Despite these shortcomings, the city’s overall recycling rate, which includes yard waste, tires and electronics, increased  from 8.5 percent to 13.6 percent over the course of last year. Most of that increase can be attributed to the distribution of green totes in December 2011 to residents in one- and two-family houses.  Even with the increase in recycling, Buffalo still lags far behind the national average of 34 percent.

Focusing on increasing recycling activity in the poorer neighborhoods might be a good start.

Investigative Post followed recycling trucks for a week last December and found that fewer than 60 percent of city households are participating in the curbside program.
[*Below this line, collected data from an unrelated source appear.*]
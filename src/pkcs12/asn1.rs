//! Helpers around the RFC 7292 structures of the `pkcs12` crate and the
//! PKCS #7 content types of the `cms` crate, with the object identifiers
//! those crates leave to the caller.

use ::pkcs12::safe_bag::SafeBag;
use cms::content_info::ContentInfo;
use const_oid::ObjectIdentifier;
use der::asn1::{OctetString, SetOfVec};
use der::{Any, AnyRef, Decode, Encode, Tag, TagNumber, Tagged};
use x509_cert::attr::{Attribute, Attributes};

use crate::error::{IdentityKitError, Result};

/// PKCS #7 `data` content type.
pub const ID_DATA: ObjectIdentifier = ObjectIdentifier::new_unwrap("1.2.840.113549.1.7.1");
/// PKCS #7 `encryptedData` content type.
pub const ID_ENCRYPTED_DATA: ObjectIdentifier =
    ObjectIdentifier::new_unwrap("1.2.840.113549.1.7.6");

/// PKCS #9 `friendlyName` attribute (BMPString).
pub const FRIENDLY_NAME: ObjectIdentifier = ObjectIdentifier::new_unwrap("1.2.840.113549.1.9.20");
/// PKCS #9 `localKeyId` attribute (OCTET STRING).
pub const LOCAL_KEY_ID: ObjectIdentifier = ObjectIdentifier::new_unwrap("1.2.840.113549.1.9.21");

pub const ID_SHA1: ObjectIdentifier = ObjectIdentifier::new_unwrap("1.3.14.3.2.26");
pub const ID_SHA256: ObjectIdentifier = ObjectIdentifier::new_unwrap("2.16.840.1.101.3.4.2.1");

/// `bagValue [0] EXPLICIT` wrapper of a SafeBag.
const BAG_VALUE_TAG: Tag = Tag::ContextSpecific {
    constructed: true,
    number: TagNumber::N0,
};

/// DER-encodes `value`, reporting failures as [`IdentityKitError::EncodingFailure`].
pub fn encode<T: Encode>(value: &T) -> Result<Vec<u8>> {
    value
        .to_der()
        .map_err(|e| IdentityKitError::EncodingFailure(e.to_string()))
}

/// Re-wraps an encodable value as `Any`.
pub fn to_any<T: Encode>(value: &T) -> Result<Any> {
    Any::from_der(&encode(value)?).map_err(|e| IdentityKitError::EncodingFailure(e.to_string()))
}

pub fn octet_string(bytes: impl Into<Vec<u8>>) -> Result<OctetString> {
    OctetString::new(bytes).map_err(|e| IdentityKitError::EncodingFailure(e.to_string()))
}

/// Wraps a DER payload as a `data` ContentInfo.
pub fn data_content_info(payload: Vec<u8>) -> Result<ContentInfo> {
    Ok(ContentInfo {
        content_type: ID_DATA,
        content: to_any(&octet_string(payload)?)?,
    })
}

/// Unwraps the OCTET STRING payload of a `data` ContentInfo.
pub fn data_payload(content_info: &ContentInfo) -> Result<OctetString> {
    if content_info.content_type != ID_DATA {
        return Err(IdentityKitError::MalformedInput(format!(
            "expected data content, found {}",
            content_info.content_type
        )));
    }
    Ok(content_info.content.decode_as::<OctetString>()?)
}

/// `NULL` algorithm parameters, as written by OpenSSL for digest algorithms.
pub fn null_parameters() -> Result<Any> {
    to_any(&der::asn1::Null)
}

/// A SafeBag of type `bag_id` carrying the DER value `bag_value`.
pub fn safe_bag(bag_id: ObjectIdentifier, bag_value: Vec<u8>, attributes: Attributes) -> SafeBag {
    SafeBag {
        bag_id,
        bag_value,
        bag_attributes: Some(attributes),
    }
}

/// DER of the value inside a decoded SafeBag.
///
/// Decoded bags keep the `[0]` wrapper around the value, bags built by
/// [`safe_bag`] do not; both are accepted.
pub fn bag_value(bag: &SafeBag) -> Result<&[u8]> {
    let value = AnyRef::from_der(&bag.bag_value)?;
    if value.tag() == BAG_VALUE_TAG {
        Ok(value.value())
    } else {
        Ok(&bag.bag_value)
    }
}

/// First value of the bag attribute identified by `oid`.
pub fn bag_attribute(bag: &SafeBag, oid: ObjectIdentifier) -> Option<&Any> {
    bag.bag_attributes
        .as_ref()?
        .iter()
        .find(|attr| attr.oid == oid)?
        .values
        .iter()
        .next()
}

/// Encodes `value` as an ASN.1 BMPString (big-endian UTF-16).
pub fn bmp_string(value: &str) -> Result<Any> {
    let bytes: Vec<u8> = value.encode_utf16().flat_map(u16::to_be_bytes).collect();
    Any::new(Tag::BmpString, bytes).map_err(|e| IdentityKitError::EncodingFailure(e.to_string()))
}

/// Decodes an ASN.1 BMPString.
pub fn decode_bmp_string(value: &Any) -> Result<String> {
    if value.tag() != Tag::BmpString {
        return Err(IdentityKitError::MalformedInput(format!(
            "expected BMPString, found {}",
            value.tag()
        )));
    }
    let bytes = value.value();
    if bytes.len() % 2 != 0 {
        return Err(IdentityKitError::MalformedInput(
            "BMPString has an odd number of bytes".to_string(),
        ));
    }
    let units: Vec<u16> = bytes
        .chunks_exact(2)
        .map(|pair| u16::from_be_bytes([pair[0], pair[1]]))
        .collect();
    String::from_utf16(&units).map_err(|e| IdentityKitError::MalformedInput(e.to_string()))
}

/// The `friendlyName` and `localKeyId` attributes shared by the key and
/// certificate bags. An empty friendly name is left out.
pub fn bag_attributes(friendly_name: &str, local_key_id: &[u8]) -> Result<Attributes> {
    let mut attributes = Vec::with_capacity(2);
    if !friendly_name.is_empty() {
        attributes.push(Attribute {
            oid: FRIENDLY_NAME,
            values: set_of(vec![bmp_string(friendly_name)?])?,
        });
    }
    attributes.push(Attribute {
        oid: LOCAL_KEY_ID,
        values: set_of(vec![to_any(&octet_string(local_key_id)?)?])?,
    });
    set_of(attributes)
}

fn set_of<T: der::DerOrd>(values: Vec<T>) -> Result<SetOfVec<T>> {
    SetOfVec::try_from(values).map_err(|e| IdentityKitError::EncodingFailure(e.to_string()))
}

#[cfg(test)]
mod tests {
    use super::*;

    #[test]
    fn bmp_string_is_big_endian_utf16() {
        let any = bmp_string("ab").unwrap();
        assert_eq!(any.tag(), Tag::BmpString);
        assert_eq!(any.value(), &[0x00, 0x61, 0x00, 0x62]);
        assert_eq!(decode_bmp_string(&any).unwrap(), "ab");
    }

    #[test]
    fn odd_length_bmp_string_is_rejected() {
        let any = Any::new(Tag::BmpString, vec![0x00, 0x61, 0x00]).unwrap();
        assert!(matches!(
            decode_bmp_string(&any),
            Err(IdentityKitError::MalformedInput(_))
        ));
    }

    #[test]
    fn bag_value_survives_encoding() {
        let payload = octet_string(vec![9u8; 4]).unwrap();
        let bag = safe_bag(
            ::pkcs12::PKCS_12_CERT_BAG_OID,
            encode(&payload).unwrap(),
            bag_attributes("bundle", &[7u8; 20]).unwrap(),
        );
        assert_eq!(bag_value(&bag).unwrap(), encode(&payload).unwrap());

        let decoded = SafeBag::from_der(&bag.to_der().unwrap()).unwrap();
        assert_eq!(bag_value(&decoded).unwrap(), encode(&payload).unwrap());
    }

    #[test]
    fn attributes_carry_name_and_key_id() {
        let bag = safe_bag(
            ::pkcs12::PKCS_12_CERT_BAG_OID,
            encode(&der::asn1::Null).unwrap(),
            bag_attributes("bundle", &[7u8; 20]).unwrap(),
        );
        let decoded = SafeBag::from_der(&bag.to_der().unwrap()).unwrap();
        let name = bag_attribute(&decoded, FRIENDLY_NAME).unwrap();
        assert_eq!(decode_bmp_string(name).unwrap(), "bundle");
        let key_id = bag_attribute(&decoded, LOCAL_KEY_ID)
            .unwrap()
            .decode_as::<OctetString>()
            .unwrap();
        assert_eq!(key_id.as_bytes(), &[7u8; 20]);
    }

    #[test]
    fn empty_friendly_name_is_left_out() {
        let attributes = bag_attributes("", &[1, 2, 3]).unwrap();
        assert_eq!(attributes.len(), 1);
        assert!(attributes.iter().all(|attr| attr.oid == LOCAL_KEY_ID));
    }
}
What’s more, participation drops significantly in poorer neighborhoods.

We also reported the Buffalo Municipal Housing Authority, landlord to some 10,000 low-income and elderly residents, isn’t following City Charter mandates that require recycling for all multi-family and commercial buildings.

Furthermore, the city school system lacks a comprehensive recycling program, although officials are slowly introducing  green totes into schools and developing educational programs.

Nosworthy, who was a special assistant to the public works commissioner, has been promoted to management analyst for the Department of Administration, Finance, Policy and Urban Affairs. He moved into the job April 8; the Civil Service position pays $48,526 annually, which amounts to a 30 percent salary increase.

Nosworthy has contributed $750 to the campaign of Mayor Brown, who officiated Nosworthy’s wedding in July 2009.

Attridge had not contributed to the mayor’s campaign through Jan. 15, the latest filing on record with the state Board of Elections.